Astronomers using ESA’s Herschel Space Observatory have for the first time found water on a comet that contains the same chemical signature as Earth’s oceans.
The discovery backs the theory that comets delivered a significant portion of Earth’s oceans billions of years ago.
Comet Hartley 2, which comes from the distant Kuiper Belt, is home to icy, rocky bodies including Pluto, other dwarf planets and innumerable comets.
“Our results with Herschel suggest that comets could have played a major role in bringing vast amounts of water to an early Earth,” said co-author Dariusz Lis, senior research associate in physics at the California Institute of Technology in Pasadena.
“This finding substantially expands the reservoir of Earth ocean-like water in the solar system to now include icy bodies originating in the Kuiper Belt,” he added.
Scientists theorize that Earth started out hot and dry, so that water critical for life must have been delivered millions of years later by asteroid and comet impacts.

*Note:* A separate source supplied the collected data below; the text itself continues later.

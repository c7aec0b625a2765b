//! Balance effects and transaction shape validation.

use crate::error::{LedgerError, LedgerResult};
use std::collections::BTreeMap;
use vestry_model::{RecordId, Transaction, TransactionKind};

/// Checks a transaction's shape before any effect is computed.
///
/// # Errors
///
/// - [`LedgerError::NegativeAmount`] if the magnitude is negative
/// - [`LedgerError::MissingTransferTarget`] for a transfer without a
///   target account
/// - [`LedgerError::UnexpectedTransferTarget`] for a non-transfer
///   carrying a target account
pub fn validate(txn: &Transaction) -> LedgerResult<()> {
    if txn.amount.is_negative() {
        return Err(LedgerError::NegativeAmount(txn.amount));
    }
    match (txn.kind, txn.target_account_id) {
        (TransactionKind::Transfer, None) => Err(LedgerError::MissingTransferTarget),
        (TransactionKind::Income | TransactionKind::Expense, Some(_)) => {
            Err(LedgerError::UnexpectedTransferTarget)
        }
        _ => Ok(()),
    }
}

/// The signed minor-unit deltas a transaction applies per account.
///
/// Deltas that cancel to zero are dropped, so a self-transfer produces
/// an empty effect and an edit that changes nothing composes to the
/// empty effect.
#[derive(Debug, Clone, PartialEq, Eq, Default)]
pub struct BalanceEffect {
    deltas: BTreeMap<RecordId, i64>,
}

impl BalanceEffect {
    /// The empty effect.
    #[must_use]
    pub fn empty() -> Self {
        Self::default()
    }

    /// Computes the effect of applying a transaction.
    ///
    /// Callers are expected to have run [`validate`] first; a transfer
    /// without a target degrades to the source debit alone.
    #[must_use]
    pub fn of(txn: &Transaction) -> Self {
        let magnitude = txn.amount.minor();
        let mut effect = Self::empty();
        match txn.kind {
            TransactionKind::Income => effect.add(txn.account_id, magnitude),
            TransactionKind::Expense => effect.add(txn.account_id, -magnitude),
            TransactionKind::Transfer => {
                effect.add(txn.account_id, -magnitude);
                if let Some(target) = txn.target_account_id {
                    effect.add(target, magnitude);
                }
            }
        }
        effect
    }

    /// Computes the effect of reverting a transaction.
    #[must_use]
    pub fn revert_of(txn: &Transaction) -> Self {
        Self::of(txn).inverted()
    }

    /// Computes the net effect of editing `old` into `new`:
    /// revert the old entry, then apply the new one.
    ///
    /// Old and new may reference entirely different accounts; the
    /// result carries deltas for every account either version touches.
    #[must_use]
    pub fn edit(old: &Transaction, new: &Transaction) -> Self {
        Self::revert_of(old).combined(Self::of(new))
    }

    /// Returns the exact negation of this effect.
    #[must_use]
    pub fn inverted(&self) -> Self {
        Self {
            deltas: self.deltas.iter().map(|(id, d)| (*id, -d)).collect(),
        }
    }

    /// Merges another effect into this one, summing per-account deltas.
    #[must_use]
    pub fn combined(mut self, other: Self) -> Self {
        for (id, delta) in other.deltas {
            self.add(id, delta);
        }
        self
    }

    /// The delta for one account (zero when untouched).
    #[must_use]
    pub fn delta_for(&self, account_id: RecordId) -> i64 {
        self.deltas.get(&account_id).copied().unwrap_or(0)
    }

    /// Iterates over `(account_id, delta)` pairs.
    pub fn iter(&self) -> impl Iterator<Item = (RecordId, i64)> + '_ {
        self.deltas.iter().map(|(id, d)| (*id, *d))
    }

    /// The accounts this effect touches.
    pub fn accounts(&self) -> impl Iterator<Item = RecordId> + '_ {
        self.deltas.keys().copied()
    }

    /// Returns true if no account is touched.
    #[must_use]
    pub fn is_empty(&self) -> bool {
        self.deltas.is_empty()
    }

    /// Sum of all deltas. Zero for every transfer (conservation).
    #[must_use]
    pub fn total(&self) -> i64 {
        self.deltas.values().sum()
    }

    // Sums clamp at the i64 bounds instead of wrapping; callers that
    // apply deltas to balances still do so with checked arithmetic.
    fn add(&mut self, account_id: RecordId, delta: i64) {
        let entry = self.deltas.entry(account_id).or_insert(0);
        *entry = entry.saturating_add(delta);
        if *entry == 0 {
            self.deltas.remove(&account_id);
        }
    }
}

#[cfg(test)]
mod tests {
    use super::*;
    use chrono::Utc;
    use vestry_model::Amount;

    fn txn(kind: TransactionKind, minor: i64, account: RecordId) -> Transaction {
        Transaction::new(account, kind, Amount::from_minor(minor), Utc::now())
    }

    #[test]
    fn income_credits_source() {
        let account = RecordId::new();
        let effect = BalanceEffect::of(&txn(TransactionKind::Income, 1000, account));
        assert_eq!(effect.delta_for(account), 1000);
        assert_eq!(effect.total(), 1000);
    }

    #[test]
    fn expense_debits_source() {
        let account = RecordId::new();
        let effect = BalanceEffect::of(&txn(TransactionKind::Expense, 1000, account));
        assert_eq!(effect.delta_for(account), -1000);
    }

    #[test]
    fn transfer_moves_between_accounts() {
        let source = RecordId::new();
        let target = RecordId::new();
        let transfer = txn(TransactionKind::Transfer, 30_000, source).with_target(target);

        let effect = BalanceEffect::of(&transfer);
        assert_eq!(effect.delta_for(source), -30_000);
        assert_eq!(effect.delta_for(target), 30_000);
        assert_eq!(effect.total(), 0);
    }

    #[test]
    fn self_transfer_nets_to_nothing() {
        let account = RecordId::new();
        let transfer = txn(TransactionKind::Transfer, 500, account).with_target(account);
        assert!(BalanceEffect::of(&transfer).is_empty());
    }

    #[test]
    fn revert_is_exact_negation() {
        let source = RecordId::new();
        let target = RecordId::new();
        let transfer = txn(TransactionKind::Transfer, 777, source).with_target(target);

        let applied = BalanceEffect::of(&transfer);
        let reverted = BalanceEffect::revert_of(&transfer);
        assert!(applied.combined(reverted).is_empty());
    }

    #[test]
    fn edit_touches_old_and_new_accounts() {
        let a = RecordId::new();
        let b = RecordId::new();
        let c = RecordId::new();
        let d = RecordId::new();

        let old = txn(TransactionKind::Transfer, 100, a).with_target(b);
        let new = txn(TransactionKind::Transfer, 250, c).with_target(d);

        let effect = BalanceEffect::edit(&old, &new);
        assert_eq!(effect.delta_for(a), 100);
        assert_eq!(effect.delta_for(b), -100);
        assert_eq!(effect.delta_for(c), -250);
        assert_eq!(effect.delta_for(d), 250);
        assert_eq!(effect.total(), 0);
    }

    #[test]
    fn edit_to_identical_entry_is_empty() {
        let account = RecordId::new();
        let entry = txn(TransactionKind::Expense, 4200, account);
        assert!(BalanceEffect::edit(&entry, &entry).is_empty());
    }

    #[test]
    fn edit_amount_only() {
        // Transfer A->B of 300.00 edited down to 100.00.
        let a = RecordId::new();
        let b = RecordId::new();
        let old = txn(TransactionKind::Transfer, 30_000, a).with_target(b);
        let mut new = old.clone();
        new.amount = Amount::from_minor(10_000);

        let effect = BalanceEffect::edit(&old, &new);
        assert_eq!(effect.delta_for(a), 20_000);
        assert_eq!(effect.delta_for(b), -20_000);
    }

    #[test]
    fn extreme_delta_sums_clamp_instead_of_wrapping() {
        let account = RecordId::new();
        let huge = txn(TransactionKind::Income, i64::MAX, account);

        let doubled = BalanceEffect::of(&huge).combined(BalanceEffect::of(&huge));
        assert_eq!(doubled.delta_for(account), i64::MAX);

        let negated = BalanceEffect::revert_of(&huge).combined(BalanceEffect::revert_of(&huge));
        assert_eq!(negated.delta_for(account), i64::MIN);
    }

    #[test]
    fn validate_rejects_bad_shapes() {
        let account = RecordId::new();

        let mut negative = txn(TransactionKind::Income, 100, account);
        negative.amount = Amount::from_minor(-100);
        assert_eq!(
            validate(&negative),
            Err(LedgerError::NegativeAmount(Amount::from_minor(-100)))
        );

        let transfer_without_target = txn(TransactionKind::Transfer, 100, account);
        assert_eq!(
            validate(&transfer_without_target),
            Err(LedgerError::MissingTransferTarget)
        );

        let expense_with_target =
            txn(TransactionKind::Expense, 100, account).with_target(RecordId::new());
        assert_eq!(
            validate(&expense_with_target),
            Err(LedgerError::UnexpectedTransferTarget)
        );

        let ok = txn(TransactionKind::Transfer, 100, account).with_target(RecordId::new());
        assert!(validate(&ok).is_ok());
    }
}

Until now, none of the comets previously studied contained water like Earth’s. However, Herschel’s observations of Hartley 2, the first in-depth look at water in a comet from the Kuiper Belt, paint a different picture.
Herschel detected the signature of vaporized water in the comet’s coma, or thin, gaseous atmosphere, and, to the surprise of the scientists, Hartley 2 possessed half as much “heavy water” as other comets analyzed to date.
The ratio between heavy water and light, or regular, water in Hartley 2 is the same as the water on Earth’s surface.
By tracking the path of Hartley 2 as it swoops into Earth’s neighborhood in the inner solar system every six and a half years, astronomers know that it comes from the Kuiper Belt.
The five comets besides Hartley 2 whose heavy-water-to-regular-water ratios have been obtained all come from an even more distant region in the solar system called the Oort Cloud. This swarm of bodies, 10,000 times farther afield than the Kuiper Belt, is the wellspring for most documented comets.
Given the higher ratios of heavy water seen in Oort Cloud comets compared to Earth’s oceans, astronomers had concluded that the contribution by comets to Earth’s total water volume stood at approximately 10 percent.
Asteroids, which are found mostly in a band between Mars and Jupiter but occasionally stray into Earth’s vicinity, looked like the major depositors.
The new results, however, point to Kuiper Belt comets having performed a previouslyunder-appreciated service in bearing water to Earth.
The findings are published in Nature.